New Suburbanism

New Suburbanism by Lewis.Tsurumaki.Lewis (LTL Architects)

Project and text by Lewis.Tsurumaki.Lewis.

What if the popular desires fueling the contemporary suburban culture of mini-mansions and big box stores were creatively reconfigured? New sectional matings mitigate the redundant horizontal surfaces of suburban sprawl, while the hybridized spatial logic of house and store produce new efficiencies of land-use, infrastructure, and transportation. Suburban dwellings migrate to occupy the vast horizontal roofscape of the big boxes. The repetitive system of aisles in the megastore below establishes a linear designation of individual houses and yards above. Storage structures extrude through the inhabitable roof plane providing a container for the equipment and commodities of domestic life. Private pools double as skylights for the store below and interconnect as a continuous neighborhood lap pool.

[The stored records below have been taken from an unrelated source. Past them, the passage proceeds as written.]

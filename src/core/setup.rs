//! New match creation.
//!
//! ```
//! use cardcraft_engine::cards::CardId;
//! use cardcraft_engine::core::{Deck, EngineConfig, GameRng, MatchBuilder};
//!
//! let deck = || Deck::new((0..10).map(|i| CardId::new(format!("c{}", i))));
//! let state = MatchBuilder::new("m1")
//!     .with_config(EngineConfig::default().with_opening_draw(3))
//!     .created_at(1_700_000_000)
//!     .seat("bot1", "BOT1", deck())
//!     .seat("alice", "Alice", deck())
//!     .build(&mut GameRng::new(42))
//!     .unwrap();
//!
//! assert_eq!(state.turns[0].len(), 2);
//! assert!(state.players.values().all(|p| p.hand.len() == 3));
//! ```

use std::collections::HashSet;

use tracing::info;

use super::config::EngineConfig;
use super::error::{EngineError, Result};
use super::player::{Deck, Player, PlayerId, PlayerMap, Pot};
use super::rng::GameRng;
use super::state::Match;

/// A participant joining a new match.
#[derive(Clone, Debug)]
pub struct Seat {
    pub id: PlayerId,
    pub name: String,
    pub deck: Deck,
    pub pot: Pot,
}

/// Builder for a new match.
#[derive(Clone, Debug)]
pub struct MatchBuilder {
    id: String,
    created: Option<i64>,
    config: EngineConfig,
    seats: Vec<Seat>,
}

impl MatchBuilder {
    pub fn new(id: impl Into<String>) -> Self {
        Self {
            id: id.into(),
            created: None,
            config: EngineConfig::default(),
            seats: Vec::new(),
        }
    }

    #[must_use]
    pub fn with_config(mut self, config: EngineConfig) -> Self {
        self.config = config;
        self
    }

    /// Creation timestamp; defaults to now.
    #[must_use]
    pub fn created_at(mut self, timestamp: i64) -> Self {
        self.created = Some(timestamp);
        self
    }

    #[must_use]
    pub fn seat(self, id: impl Into<PlayerId>, name: impl Into<String>, deck: Deck) -> Self {
        self.seat_with_pot(id, name, deck, Pot::default())
    }

    #[must_use]
    pub fn seat_with_pot(
        mut self,
        id: impl Into<PlayerId>,
        name: impl Into<String>,
        deck: Deck,
        pot: Pot,
    ) -> Self {
        self.seats.push(Seat {
            id: id.into(),
            name: name.into(),
            deck,
            pot,
        });
        self
    }

    /// Build the match: shuffled decks, random opener, opening draws.
    ///
    /// Turn 0 holds one draw per player, opener first.
    pub fn build(self, rng: &mut GameRng) -> Result<Match> {
        let mut seen = HashSet::new();
        if let Some(duplicate) = self.seats.iter().find(|seat| !seen.insert(&seat.id)) {
            return Err(EngineError::InvalidDocument(format!(
                "player {} seated twice",
                duplicate.id
            )));
        }
        if self.seats.len() < 2 {
            return Err(EngineError::InvalidDocument(format!(
                "{} players, at least 2 required",
                self.seats.len()
            )));
        }

        let opener = self.seats[rng.gen_range_usize(0..self.seats.len())].id.clone();

        let players: PlayerMap<Player> = self
            .seats
            .iter()
            .map(|seat| {
                let deck = Deck {
                    cards: rng.shuffled(&seat.deck.cards),
                    meta: seat.deck.meta.clone(),
                };
                let player = Player::new(seat.name.clone(), self.config.starting_hp, deck)
                    .with_pot(seat.pot.clone());
                (seat.id.clone(), player)
            })
            .collect();

        let mut state = Match::new(
            self.id,
            Match::empty_fields(self.config.rows, self.config.slots),
            opener.clone(),
            players,
        )?;
        state.created = Some(self.created.unwrap_or_else(|| chrono::Utc::now().timestamp()));

        if self.config.opening_draw > 0 {
            let order: Vec<PlayerId> = std::iter::once(opener.clone())
                .chain(state.players.keys().filter(|id| **id != opener).cloned())
                .collect();
            for id in &order {
                state = state.draw(id, self.config.opening_draw)?;
            }
        }

        info!(match_id = %state.id, %opener, players = state.players.len(), "match created");
        Ok(state)
    }
}
//! Events: the append-only facts recorded in each turn.
//!
//! An event is an `(actor, attribute, value)` triple. The attribute is
//! either one of the game actions the engine understands (`draw`,
//! `end_turn`, `life`) or a free-text narrative line describing an effect.
//!
//! Events are stored as three-element arrays: `["p1", "draw", 3]`.

use im::Vector;
use serde::{Deserialize, Serialize};

use super::player::PlayerId;
use crate::cards::Stat;

/// What an event records.
#[derive(Clone, Debug, PartialEq, Eq, Hash, Serialize, Deserialize)]
#[serde(from = "String", into = "String")]
pub enum Attribute {
    /// Cards drawn; value is the requested count.
    Draw,
    /// The actor closed their turn.
    EndTurn,
    /// Hit point change; value is the signed delta.
    Life,
    /// Free-text effect description.
    Narrative(String),
}

impl Attribute {
    pub const DRAW: &'static str = "draw";
    pub const END_TURN: &'static str = "end_turn";
    pub const LIFE: &'static str = "life";

    #[must_use]
    pub fn as_str(&self) -> &str {
        match self {
            Attribute::Draw => Self::DRAW,
            Attribute::EndTurn => Self::END_TURN,
            Attribute::Life => Self::LIFE,
            Attribute::Narrative(text) => text,
        }
    }

    #[must_use]
    pub fn is_empty(&self) -> bool {
        self.as_str().is_empty()
    }
}

impl From<String> for Attribute {
    fn from(s: String) -> Self {
        match s.as_str() {
            Self::DRAW => Attribute::Draw,
            Self::END_TURN => Attribute::EndTurn,
            Self::LIFE => Attribute::Life,
            _ => Attribute::Narrative(s),
        }
    }
}

impl From<&str> for Attribute {
    fn from(s: &str) -> Self {
        Self::from(s.to_string())
    }
}

impl From<Attribute> for String {
    fn from(attribute: Attribute) -> Self {
        match attribute {
            Attribute::Narrative(text) => text,
            other => other.as_str().to_string(),
        }
    }
}

impl std::fmt::Display for Attribute {
    fn fmt(&self, f: &mut std::fmt::Formatter<'_>) -> std::fmt::Result {
        write!(f, "{}", self.as_str())
    }
}

/// A recorded `(actor, attribute, value)` fact.
#[derive(Clone, Debug, PartialEq, Serialize, Deserialize)]
pub struct Event(pub PlayerId, pub Attribute, pub Stat);

impl Event {
    pub fn new(actor: PlayerId, attribute: impl Into<Attribute>, value: impl Into<Stat>) -> Self {
        Self(actor, attribute.into(), value.into())
    }

    #[must_use]
    pub fn actor(&self) -> &PlayerId {
        &self.0
    }

    #[must_use]
    pub fn attribute(&self) -> &Attribute {
        &self.1
    }

    #[must_use]
    pub fn value(&self) -> &Stat {
        &self.2
    }

    /// True if `actor` recorded an event with `attribute`.
    #[must_use]
    pub fn is(&self, actor: &PlayerId, attribute: &Attribute) -> bool {
        self.0 == *actor && self.1 == *attribute
    }
}

/// Events recorded within one turn, in order.
pub type TurnLog = Vector<Event>;

#[cfg(test)]
mod tests {
    use super::*;

    #[test]
    fn test_attribute_from_string() {
        assert_eq!(Attribute::from("draw"), Attribute::Draw);
        assert_eq!(Attribute::from("end_turn"), Attribute::EndTurn);
        assert_eq!(Attribute::from("life"), Attribute::Life);
        assert_eq!(
            Attribute::from("bot plays card x"),
            Attribute::Narrative("bot plays card x".to_string())
        );
    }

    #[test]
    fn test_event_array_shape() {
        let event = Event::new(PlayerId::new("p1"), Attribute::Draw, 3i64);
        let json = serde_json::to_string(&event).unwrap();
        assert_eq!(json, r#"["p1","draw",3]"#);

        let back: Event = serde_json::from_str(r#"["p2","end_turn",null]"#).unwrap();
        assert_eq!(back.actor(), &PlayerId::new("p2"));
        assert_eq!(back.attribute(), &Attribute::EndTurn);
        assert!(back.value().is_null());
    }

    #[test]
    fn test_event_is() {
        let event = Event::new(PlayerId::new("p1"), Attribute::Draw, Stat::Null);
        assert!(event.is(&PlayerId::new("p1"), &Attribute::Draw));
        assert!(!event.is(&PlayerId::new("p2"), &Attribute::Draw));
        assert!(!event.is(&PlayerId::new("p1"), &Attribute::EndTurn));
    }
}
//! # cardcraft-engine
//!
//! Turn-based match engine for a two-player collectible card game.
//!
//! ## Design Principles
//!
//! 1. **Immutable States**: Every transition takes a `&Match` and returns a
//!    new `Match`. O(1) cloning via `im-rs` persistent structures.
//!
//! 2. **Event Sourced**: Each turn is an append-only list of
//!    `(actor, attribute, value)` events; the last turn is open.
//!
//! 3. **Derived Legality**: Whose turn it is, who may draw or play, all
//!    follow from the state (turn parity relative to the opener). Recording
//!    never checks; callers consult capabilities or go through
//!    `rules::submit`.
//!
//! 4. **No I/O**: The host application loads and stores match documents
//!    (`storage`) and owns concurrency control.
//!
//! ## Modules
//!
//! - `core`: Players, events, match state, configuration, RNG, setup
//! - `cards`: Card stats, views over card documents, card library
//! - `rules`: Capabilities, transitions, the host interface, guarded submission
//! - `effects`: Versioned card effect appliers
//! - `bots`: The Nemesis bot player
//! - `storage`: Match document conversion
//!
//! ```
//! use cardcraft_engine::{rules, Match, PlayerId, Target};
//! use cardcraft_engine::core::{Deck, Player, PlayerMap};
//!
//! let players: PlayerMap<Player> = vec![
//!     (PlayerId::new("p1"), Player::new("One", 20, Deck::default())),
//!     (PlayerId::new("p2"), Player::new("Two", 20, Deck::default())),
//! ]
//! .into_iter()
//! .collect();
//! let state = Match::new("m1", Match::empty_fields(6, 3), PlayerId::new("p1"), players).unwrap();
//!
//! let next = rules::advance_turn(&state, &PlayerId::new("p1"));
//! assert!(rules::query(&next, "is_turn", Target::Player, "p2").unwrap());
//! ```

pub mod bots;
pub mod cards;
pub mod core;
pub mod effects;
pub mod rules;
pub mod storage;

// Re-export commonly used types
pub use crate::core::{
    Attribute, Cursor, EngineConfig, EngineError, Event, GameRng, Match, MatchBuilder, PlayerId,
    Result, TurnLog,
};

pub use crate::cards::{Card, CardId, CardLibrary, CardMapping, CardRecord, Stat};

pub use crate::rules::{Capability, DrawReport, Target};

pub use crate::effects::{Effect, EffectResolver, TargetRef};

pub use crate::bots::{BotMove, MatchSource, Nemesis, Outcome};

pub use crate::storage::{from_storage, to_storage};
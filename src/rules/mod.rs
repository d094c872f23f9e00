//! Match rules: capabilities, transitions, and guarded submission.
//!
//! - `capability`: named predicates (`is_turn`, `can_draw`, ...) over a match
//! - `transitions`: `record`, `end_turn`, `draw`, `adjust_life`, `end`
//! - `engine`: free-function interface for the host application
//! - `guard`: identity and turn checks for client-submitted events

pub mod capability;
pub mod engine;
pub mod guard;
pub mod transitions;

pub use capability::{Capability, Target};
pub use engine::{advance_turn, apply, draw, finalize, query};
pub use guard::submit;
pub use transitions::DrawReport;
//! Authentication Handlers
//!
//! Register, login, token refresh and logout.

use axum::{
    extract::State,
    http::{HeaderMap, StatusCode},
    response::{IntoResponse, Response},
    Json,
};
use axum_extra::extract::CookieJar;
use headers::{authorization::Bearer, Authorization, HeaderMapExt};
use std::sync::Arc;
use tonotes_auth::{AuthError, LoginOutcome, RequireAuth};

use super::{session_header, with_session_cookie, without_session_cookie};
use crate::dto::{
    LoginRequest, LoginResponse, MessageResponse, RefreshResponse, RegisterRequest,
    RegisterResponse, TwoFactorChallenge,
};
use crate::error::{ApiError, ApiResult};
use crate::extractors::{ClientMeta, ValidatedJson};
use crate::state::AppState;

/// Header carrying the refresh token on logout
pub const REFRESH_TOKEN_HEADER: &str = "refresh-token";

/// User registration
///
/// Opens the first session so the returned tokens work immediately.
pub async fn register(
    State(state): State<Arc<AppState>>,
    jar: CookieJar,
    ClientMeta(meta): ClientMeta,
    ValidatedJson(request): ValidatedJson<RegisterRequest>,
) -> ApiResult<Response> {
    validate_username(&request.username)?;

    let success = state
        .auth
        .register(&request.username, &request.email, &request.password, &meta)
        .await?;

    Ok((
        StatusCode::CREATED,
        with_session_cookie(jar, success.session.id),
        session_header(success.session.id),
        Json(RegisterResponse::from(&success)),
    )
        .into_response())
}

/// User login
pub async fn login(
    State(state): State<Arc<AppState>>,
    jar: CookieJar,
    ClientMeta(meta): ClientMeta,
    ValidatedJson(request): ValidatedJson<LoginRequest>,
) -> ApiResult<Response> {
    let outcome = state
        .auth
        .login(
            &request.username,
            &request.password,
            request.totp_code.as_deref(),
            &meta,
        )
        .await?;

    match outcome {
        LoginOutcome::Authenticated(success) => Ok((
            with_session_cookie(jar, success.session.id),
            session_header(success.session.id),
            Json(LoginResponse::from(&success)),
        )
            .into_response()),
        LoginOutcome::TwoFactorRequired { user_id } => Ok(Json(TwoFactorChallenge {
            requires_2fa: true,
            user_id,
        })
        .into_response()),
    }
}

/// Exchange the refresh token in the `Authorization` header for a new pair
pub async fn refresh_token(
    State(state): State<Arc<AppState>>,
    headers: HeaderMap,
) -> ApiResult<Json<RefreshResponse>> {
    let bearer = headers
        .typed_get::<Authorization<Bearer>>()
        .ok_or(AuthError::MissingToken)?;

    let pair = state.auth.refresh(bearer.token()).await?;
    Ok(Json(RefreshResponse::from(pair)))
}

/// Revoke the caller's tokens and end the current session
pub async fn logout(
    State(state): State<Arc<AppState>>,
    RequireAuth(ctx): RequireAuth,
    jar: CookieJar,
    headers: HeaderMap,
) -> ApiResult<Response> {
    let refresh = headers
        .get(REFRESH_TOKEN_HEADER)
        .and_then(|v| v.to_str().ok())
        .map(str::trim)
        .filter(|v| !v.is_empty())
        .ok_or_else(|| ApiError::BadRequest("Refresh-Token header is required".to_string()))?;

    state.auth.logout(&ctx, refresh).await?;

    Ok((
        without_session_cookie(jar),
        Json(MessageResponse::new("Logged out successfully")),
    )
        .into_response())
}

/// Letters, digits, `_`, `-` and `.`
fn validate_username(username: &str) -> ApiResult<()> {
    let valid = username
        .chars()
        .all(|c| c.is_ascii_alphanumeric() || matches!(c, '_' | '-' | '.'));
    if valid {
        Ok(())
    } else {
        Err(ApiError::Validation(
            "Username may only contain letters, digits, '_', '-' and '.'".to_string(),
        ))
    }
}

#[cfg(test)]
mod tests {
    use super::*;

    #[test]
    fn test_validate_username() {
        assert!(validate_username("alice_01").is_ok());
        assert!(validate_username("a.b-c").is_ok());
        assert!(validate_username("alice smith").is_err());
        assert!(validate_username("al:ce").is_err());
    }
}
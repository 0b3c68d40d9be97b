//! Account Handlers

use axum::{
    extract::State,
    http::StatusCode,
    response::{IntoResponse, Response},
    Json,
};
use axum_extra::extract::CookieJar;
use std::sync::Arc;
use tonotes_auth::{RequireAuth, UserSummary};

use super::without_session_cookie;
use crate::dto::{ChangeEmailRequest, ChangePasswordRequest, MessageResponse};
use crate::error::ApiResult;
use crate::extractors::ValidatedJson;
use crate::state::AppState;

/// Profile of the caller
pub async fn profile(
    State(state): State<Arc<AppState>>,
    RequireAuth(ctx): RequireAuth,
) -> ApiResult<Json<UserSummary>> {
    let user = state.auth.current_user(ctx.user_id).await?;
    Ok(Json(UserSummary::from(&user)))
}

pub async fn change_password(
    State(state): State<Arc<AppState>>,
    RequireAuth(ctx): RequireAuth,
    ValidatedJson(request): ValidatedJson<ChangePasswordRequest>,
) -> ApiResult<Json<MessageResponse>> {
    state
        .auth
        .change_password(&ctx, &request.current_password, &request.new_password)
        .await?;
    Ok(Json(MessageResponse::new("Password changed")))
}

pub async fn change_email(
    State(state): State<Arc<AppState>>,
    RequireAuth(ctx): RequireAuth,
    ValidatedJson(request): ValidatedJson<ChangeEmailRequest>,
) -> ApiResult<Json<MessageResponse>> {
    state.auth.change_email(&ctx, &request.email).await?;
    Ok(Json(MessageResponse::new("Email changed")))
}

/// Delete the account and every session
pub async fn delete_account(
    State(state): State<Arc<AppState>>,
    RequireAuth(ctx): RequireAuth,
    jar: CookieJar,
) -> ApiResult<Response> {
    state.auth.delete_account(&ctx).await?;
    Ok((StatusCode::NO_CONTENT, without_session_cookie(jar)).into_response())
}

The massive and over articulated roof is the icon of suburban mini-mansions, allowing cathedral spaces and residual storage. In New Suburbia, the dominate roof mass is conceived as a solid insulating mass, cocooning the private commodified bedrooms and suites. Punches into the mass produce necessary double-height spaces while stalactite-like masses drop from the underside to accommodate storage, fireplaces and staircases.

Suburban houses are defined by rooms conceived as commodity objects independent of an overriding spatial idea. In New Suburbia, these object rooms-formal living and dining rooms, master bedroom suites, media rooms, bathrooms-reclaim a spatial imperative, without relinquishing their commodity. Interiors of each can be decorated in any manner desired.

The residue of a modernist spatial sensibility, the major public spaces of the typical house-kitchen, foyer, breakfast, family-are treated as open plan. In New Suburbia, the form of the open plan is entirely determined by the location of the Commodity Rooms. This relationship allows for a multiple versions of the New Suburban house within the given system.